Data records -

+++

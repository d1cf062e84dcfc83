use std::fs::File;
use std::io::Write;
use std::path::Path;
use zip::write::{FileOptions, ZipWriter};
use zip::CompressionMethod;

pub const CPF_TEXT: &[u8] = b"Cadastro de cliente\nCPF: 123.456.789-09\n";

pub fn write_zip(path: &Path, entries: &[(&str, &[u8])]) {
    let file = File::create(path).unwrap();
    let mut zip = ZipWriter::new(file);
    let options = FileOptions::default()
        .compression_method(CompressionMethod::Deflated)
        .unix_permissions(0o644);
    for (name, content) in entries {
        zip.start_file(*name, options).unwrap();
        zip.write_all(content).unwrap();
    }
    zip.finish().unwrap();
}

/// Two megabytes of zeros; deflate squeezes them far past a 100:1 ratio.
pub fn zeros() -> Vec<u8> {
    vec![0u8; 2 * 1024 * 1024]
}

+++

PROBLEM TO WORK ON -
Where in the entries above does the word "path" appear? Copy each line that has it.

ANSWER TO THE EXERCISE -
use std::path::Path;
pub fn write_zip(path: &Path, entries: &[(&str, &[u8])]) {
    let file = File::create(path).unwrap();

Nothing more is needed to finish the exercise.